◆ **Task brief**: If a line in the records below contains the word "field", return that line.

---------- Supplied entries ----------

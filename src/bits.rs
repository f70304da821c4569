//! Bit range access on 32-bit words.
//!
//! Indices run from 0 (least significant) to 31 (most significant) and ranges are inclusive on
//! both ends. Callers are expected to pass `start <= end <= 31`.

#[inline]
fn mask(start: u32, end: u32) -> u32 {
    debug_assert!(start <= end && end < 32);
    u32::MAX >> (31 - (end - start))
}

/// Value of bits `start..=end`, shifted down to bit 0.
#[inline]
pub fn get_bits(word: u32, start: u32, end: u32) -> u32 {
    (word >> start) & mask(start, end)
}

#[inline]
pub fn get_bit(word: u32, index: u32) -> bool {
    get_bits(word, index, index) != 0
}

/// Replace bits `start..=end` of `word` with the low bits of `value`.
#[inline]
pub fn set_bits_to(word: u32, start: u32, end: u32, value: u32) -> u32 {
    let field = mask(start, end) << start;
    (word & !field) | ((value << start) & field)
}

#[inline]
pub fn set_bit(word: u32, index: u32) -> u32 {
    word | (1 << index)
}

#[inline]
pub fn clear_bit(word: u32, index: u32) -> u32 {
    word & !(1 << index)
}

#[inline]
pub fn set_bit_to(word: u32, index: u32, value: bool) -> u32 {
    if value {
        set_bit(word, index)
    } else {
        clear_bit(word, index)
    }
}

/// Treat the low `bits` bits of `val` as a two's complement number and widen it to 32 bits.
#[inline]
pub fn sign_extend(val: u32, bits: u32) -> u32 {
    debug_assert!(bits > 0 && bits < 32);
    let shift = 32 - bits;
    (((val << shift) as i32) >> shift) as u32
}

----------

◆ **Answer to the problem**:
    let field = mask(start, end) << start;
    (word & !field) | ((value << start) & field)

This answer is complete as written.